Frente a la falta de coordinación, seriedad y sentido común exhibida por las corporaciones policiacas luego del atentado en el que perdieran la vida dos agentes municipales, la noche del martes 20 de noviembre en la colonia Aviación de Torreón, uno ya no sabe si reír, enojarse o echarse a llorar.
La andanada de acusaciones, reclamos y hasta insultos desatada por el Ayuntamiento de Torreón y el Gobierno de Coahuila después de la ejecución de los policías no sólo ofende a los familiares de las víctimas, sino a la ciudadanía entera. Además, tristemente confirma lo lejos que está la realidad del discurso oficial en el que se habla de la voluntad de mejorar la comunicación entre las corporaciones, para así fortalecer la seguridad pública en toda la Comarca Lagunera.
Pero no es la primera vez que se da un enfrentamiento entre las autoridades municipales y estatales en este importante tema. Cabe recordar que desde el inicio de este 2007, los desencuentros entre ambas administraciones han sido la constante.
Primero fue el asunto de la utilización de los recursos del Fideicomiso para la Seguridad Pública. Mientras que el Ayuntamiento quería destinar gran parte de los 40 millones de pesos disponibles a cubrir el gasto corriente, el Gobierno Estatal condicionaba la entrega de su aportación a que el Municipio la invirtiera en parque vehicular y equipamiento. Varias semanas, funcionarios de ambos bandos sostuvieron una guerra de declaraciones al respecto, cada quien defendiendo su interés.

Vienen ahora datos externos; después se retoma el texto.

//! Arguments and helpers shared across commands.

use std::path::Path;

use clap::Args;
use ini::Ini;
use tracing::debug;

use nontiled::config::{
    apply_wms_setting, default_config_path, wms_from_ini, ConfigError, LayerConfig,
};
use nontiled::geo::{GeoBounds, LatLng};
use nontiled::host::WebMercatorHost;
use nontiled::provider::{ProviderError, ResourceUrlProvider, TemplateProvider, WmsProvider};

use crate::error::CliError;

/// Container size in pixels.
#[derive(Debug, Clone, Copy, PartialEq)]
pub struct Size {
    pub width: f64,
    pub height: f64,
}

/// Viewport selection.
#[derive(Debug, Clone, Args)]
pub struct ViewArgs {
    /// Map center as LAT,LNG
    #[arg(long, default_value = "50.1,8.7", value_parser = parse_center, allow_hyphen_values = true)]
    pub center: LatLng,

    /// Zoom level
    #[arg(long, default_value_t = 10.0)]
    pub zoom: f64,

    /// Container size as WIDTHxHEIGHT
    #[arg(long, default_value = "800x600", value_parser = parse_size)]
    pub size: Size,

    /// Device pixel ratio reported by the host
    #[arg(long, default_value_t = 1.0)]
    pub pixel_ratio: f64,
}

/// Image provider selection. Command-line values take precedence over the
/// `[wms]` section of the config file.
#[derive(Debug, Clone, Args)]
pub struct ProviderArgs {
    /// URL template using {bbox}, {west}, {south}, {east}, {north}, {width}, {height}
    #[arg(long, conflicts_with = "wms_url")]
    pub template: Option<String>,

    /// WMS GetMap endpoint
    #[arg(long)]
    pub wms_url: Option<String>,

    /// WMS layers
    #[arg(long)]
    pub layers: Option<String>,

    /// Additional WMS setting as KEY=VALUE (repeatable), e.g. version=1.3.0 or crs=EPSG:4326
    #[arg(long = "param", value_parser = parse_param)]
    pub params: Vec<(String, String)>,
}

/// Settings read from the config file.
#[derive(Debug, Default)]
pub struct Settings {
    pub layer: LayerConfig,
    pub wms: Option<WmsProvider>,
}

/// Provider chosen for a command.
#[derive(Debug, Clone)]
pub enum ImageProvider {
    Wms(WmsProvider),
    Template(TemplateProvider),
}

impl ResourceUrlProvider for ImageProvider {
    fn resource_url(
        &self,
        bounds: &GeoBounds,
        width: u32,
        height: u32,
    ) -> Result<String, ProviderError> {
        match self {
            ImageProvider::Wms(p) => p.resource_url(bounds, width, height),
            ImageProvider::Template(p) => p.resource_url(bounds, width, height),
        }
    }

    fn name(&self) -> &str {
        match self {
            ImageProvider::Wms(p) => p.name(),
            ImageProvider::Template(p) => p.name(),
        }
    }

    fn set_params(&mut self, params: &[(String, String)]) -> bool {
        match self {
            ImageProvider::Wms(p) => p.set_params(params),
            ImageProvider::Template(p) => p.set_params(params),
        }
    }
}

/// Load settings from `path`, or from the default location if it exists.
///
/// Without a config file the layer defaults apply.
pub fn load_settings(path: Option<&Path>) -> Result<Settings, CliError> {
    let path = match path {
        Some(path) => path.to_path_buf(),
        None => match default_config_path().filter(|p| p.exists()) {
            Some(path) => path,
            None => return Ok(Settings::default()),
        },
    };

    debug!(path = %path.display(), "Loading config");
    let ini = Ini::load_from_file(&path).map_err(ConfigError::from)?;
    Ok(Settings {
        layer: LayerConfig::from_ini(&ini)?,
        wms: wms_from_ini(&ini)?,
    })
}

/// Resolve the provider from CLI arguments, falling back to the config file.
pub fn resolve_provider(
    args: &ProviderArgs,
    configured: Option<WmsProvider>,
) -> Result<ImageProvider, CliError> {
    if let Some(template) = &args.template {
        return Ok(ImageProvider::Template(TemplateProvider::new(
            template.as_str(),
        )?));
    }

    let mut wms = match &args.wms_url {
        Some(url) => WmsProvider::new(url.as_str()),
        None => configured.ok_or(CliError::NoProvider)?,
    };
    if let Some(layers) = &args.layers {
        wms = wms.with_param("layers", layers.as_str());
    }
    for (key, value) in &args.params {
        wms = apply_wms_setting(wms, key, value)?;
    }
    wms.version()?;
    Ok(ImageProvider::Wms(wms))
}

/// Build the headless host for a viewport.
pub fn build_host(view: &ViewArgs) -> WebMercatorHost {
    WebMercatorHost::new(view.center, view.zoom, view.size.width, view.size.height)
        .with_device_pixel_ratio(view.pixel_ratio)
}

pub fn parse_center(value: &str) -> Result<LatLng, String> {
    let (lat, lng) = value
        .split_once(',')
        .ok_or_else(|| format!("expected LAT,LNG, got '{}'", value))?;
    let lat: f64 = lat.trim().parse().map_err(|_| format!("bad latitude '{}'", lat))?;
    let lng: f64 = lng.trim().parse().map_err(|_| format!("bad longitude '{}'", lng))?;
    if !(-90.0..=90.0).contains(&lat) || !(-180.0..=180.0).contains(&lng) {
        return Err(format!("coordinates out of range: {}", value));
    }
    Ok(LatLng::new(lat, lng))
}

pub fn parse_size(value: &str) -> Result<Size, String> {
    let (width, height) = value
        .split_once(['x', 'X'])
        .ok_or_else(|| format!("expected WIDTHxHEIGHT, got '{}'", value))?;
    let width: f64 = width.trim().parse().map_err(|_| format!("bad width '{}'", width))?;
    let height: f64 = height
        .trim()
        .parse()
        .map_err(|_| format!("bad height '{}'", height))?;
    if width < 0.0 || height < 0.0 {
        return Err(format!("size must not be negative: {}", value));
    }
    Ok(Size { width, height })
}

pub fn parse_param(value: &str) -> Result<(String, String), String> {
    let (key, val) = value
        .split_once('=')
        .ok_or_else(|| format!("expected KEY=VALUE, got '{}'", value))?;
    let key = key.trim();
    if key.is_empty() {
        return Err(format!("empty key in '{}'", value));
    }
    Ok((key.to_string(), val.trim().to_string()))
}

#[cfg(test)]
mod tests {
    use std::io::Write;

    use super::*;

    fn provider_args() -> ProviderArgs {
        ProviderArgs {
            template: None,
            wms_url: None,
            layers: None,
            params: Vec::new(),
        }
    }

    #[test]
    fn test_parse_center() {
        assert_eq!(parse_center("50.1, 8.7"), Ok(LatLng::new(50.1, 8.7)));
        assert_eq!(parse_center("-33.9,151.2"), Ok(LatLng::new(-33.9, 151.2)));
        assert!(parse_center("50.1").is_err());
        assert!(parse_center("95,0").is_err());
    }

    #[test]
    fn test_parse_size() {
        assert_eq!(
            parse_size("800x600"),
            Ok(Size {
                width: 800.0,
                height: 600.0
            })
        );
        assert!(parse_size("800").is_err());
        assert!(parse_size("-1x5").is_err());
    }

    #[test]
    fn test_parse_param() {
        assert_eq!(
            parse_param("version=1.3.0"),
            Ok(("version".to_string(), "1.3.0".to_string()))
        );
        assert!(parse_param("=x").is_err());
        assert!(parse_param("novalue").is_err());
    }

    #[test]
    fn test_template_takes_precedence() {
        let mut args = provider_args();
        args.template = Some("http://x/{bbox}".to_string());
        let provider = resolve_provider(&args, Some(WmsProvider::new("http://wms"))).unwrap();
        assert!(matches!(provider, ImageProvider::Template(_)));
    }

    #[test]
    fn test_cli_wms_overrides_config() {
        let mut args = provider_args();
        args.wms_url = Some("http://cli".to_string());
        args.layers = Some("roads".to_string());
        args.params = vec![("crs".to_string(), "EPSG:4326".to_string())];

        match resolve_provider(&args, Some(WmsProvider::new("http://config"))).unwrap() {
            ImageProvider::Wms(wms) => {
                assert_eq!(wms.param("layers"), Some("roads"));
                let url = wms
                    .resource_url(&GeoBounds::new(0.0, 0.0, 1.0, 1.0), 64, 64)
                    .unwrap();
                assert!(url.starts_with("http://cli?"));
            }
            other => panic!("expected WMS, got {:?}", other),
        }
    }

    #[test]
    fn test_no_provider() {
        assert!(matches!(
            resolve_provider(&provider_args(), None),
            Err(CliError::NoProvider)
        ));
    }

    #[test]
    fn test_load_settings_from_file() {
        let mut file = tempfile::NamedTempFile::new().unwrap();
        writeln!(
            file,
            "[layer]\nmin_zoom = 4\n\n[wms]\nurl = http://wms.example.com\nlayers = roads"
        )
        .unwrap();

        let settings = load_settings(Some(file.path())).unwrap();
        assert_eq!(settings.layer.min_zoom, 4);
        assert_eq!(settings.wms.unwrap().param("layers"), Some("roads"));
    }

    #[test]
    fn test_load_settings_missing_file_is_error() {
        let dir = tempfile::tempdir().unwrap();
        let result = load_settings(Some(&dir.path().join("nope.ini")));
        assert!(matches!(result, Err(CliError::Config(ConfigError::Io(_)))));
    }
}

Posteriormente, una nueva discusión se generó en torno al proyecto de creación del Centro Regional de Control de Crisis, el cual se plantea como un lugar de mando desde donde se pueda dirigir los operativos conjuntos en casos de emergencia. Según el Municipio, el centro debería construirse en Torreón por ser la ciudad más grande de la región; el Estado prefería utilizar los terrenos en donde opera el Instituto de Estudios Superiores de Seguridad Pública, ubicado en el ejido San Miguel de Matamoros. Otra vez, llovieron argumentos de uno y otro lado. A fin de cuentas se impuso la segunda opción.
Otra situación que dejó ver la ausencia de intereses comunes y de voluntad fue el famoso plan para formar la Policía Metropolitana de La Laguna, mejor conocida como Metropol, en la que participarían los tres municipios de la zona conurbada -Torreón, Gómez Palacio y Lerdo- y las entidades de Durango y Coahuila. Dicho plan permanece en la congeladora, muy lejos del calor del entusiasmo mostrado en un principio.
Pero el incremento de la violencia protagonizada por bandas del crimen organizado en la región, obligó a los gobiernos a sentarse a discutir una estrategia conjunta que pudiera hacer frente a la creciente inseguridad. De ahí surgió a mediados de año el peliculesco “Código Rojo”, especie de alerta que moviliza a todas las corporaciones para atender una misma contingencia y cortar las posibles vías de escape a quienes cometan un delito grave. Con este código se pretendía tener una respuesta mucho más rápida a los reportes de homicidio, asalto o secuestro.
Con este historial a cuestas, la gota que vino a derramar el vaso lleno de recelos entre el Ayuntamiento y el Estado fue el trágico suceso del martes pasado. Dos policías municipales, asignados como escoltas del director de Seguridad Pública Municipal, Alfredo Castellanos, fueron acribillados a balazos cuando circulaban en una camioneta por las calles de la colonia Aviación alrededor de las 21:20 horas del citado día. Pese a la gravedad de la situación, el mentado “Código Rojo” fue activado casi una hora después. Este “detalle” fue el causante de la álgida discusión entre autoridades de ambos niveles de Gobierno que los medios ya han reseñado ampliamente. No es necesario decir que de los autores del atentado nada se sabe todavía.
Más allá de encontrar al culpable de la demora en la llamada de alerta o de cuestionar o defender la integridad moral de las víctimas, el acontecimiento y la polémica desatada en torno al mismo, puso de nuevo en evidencia, pero ahora quizá con mayor énfasis, la vulnerabilidad de las instituciones y la incapacidad de las mismas para establecer un frente común real de combate la delincuencia. Una vez más, el discurso quedó rebasado por la realidad y la estrechez de miras y los afanes politiqueros se impusieron al interés común y al entendimiento. Frente a este panorama, poco espacio queda para el optimismo. Sobre todo cuando se aprecia que la contundencia de la violencia criminal es respondida por quienes debieran contenerla de forma desarticulada e irracional.